[Extracted records Boundary: Start]
//! Random tile sequences

use rand::Rng;

use crate::error::{GameError, Result};

/// Ordered tile indices the player must reproduce
pub type Sequence = Vec<usize>;

/// Generate `length` independent uniform tile indices in `[0, tile_count)`.
///
/// Repeats are allowed. Fails only when the grid has no tiles.
pub fn generate<R: Rng>(rng: &mut R, length: usize, tile_count: usize) -> Result<Sequence> {
    if tile_count == 0 {
        return Err(GameError::EmptyGrid);
    }
    Ok((0..length).map(|_| rng.random_range(0..tile_count)).collect())
}

#[cfg(test)]
mod tests {
    use super::*;
    use proptest::prelude::*;
    use rand::SeedableRng;
    use rand_pcg::Pcg32;

    #[test]
    fn test_empty_grid_fails() {
        let mut rng = Pcg32::seed_from_u64(1);
        assert!(matches!(generate(&mut rng, 4, 0), Err(GameError::EmptyGrid)));
    }

    #[test]
    fn test_zero_length() {
        let mut rng = Pcg32::seed_from_u64(1);
        assert!(generate(&mut rng, 0, 4).unwrap().is_empty());
    }

    #[test]
    fn test_same_seed_same_sequence() {
        let mut a = Pcg32::seed_from_u64(42);
        let mut b = Pcg32::seed_from_u64(42);
        assert_eq!(
            generate(&mut a, 16, 9).unwrap(),
            generate(&mut b, 16, 9).unwrap()
        );
    }

    #[test]
    fn test_single_tile_grid() {
        let mut rng = Pcg32::seed_from_u64(7);
        assert_eq!(generate(&mut rng, 5, 1).unwrap(), vec![0; 5]);
    }

    proptest! {
        #[test]
        fn prop_length_and_range(seed: u64, n in 0usize..64, t in 1usize..100) {
            let mut rng = Pcg32::seed_from_u64(seed);
            let seq = generate(&mut rng, n, t).unwrap();
            prop_assert_eq!(seq.len(), n);
            prop_assert!(seq.iter().all(|&i| i < t));
        }
    }
}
[Extracted records Boundary: End]
[Directions] Please find all lines of the entries that hold the string "EmptyGrid" and copy them.

[Response to this exercise]
        return Err(GameError::EmptyGrid);
        assert!(matches!(generate(&mut rng, 4, 0), Err(GameError::EmptyGrid)));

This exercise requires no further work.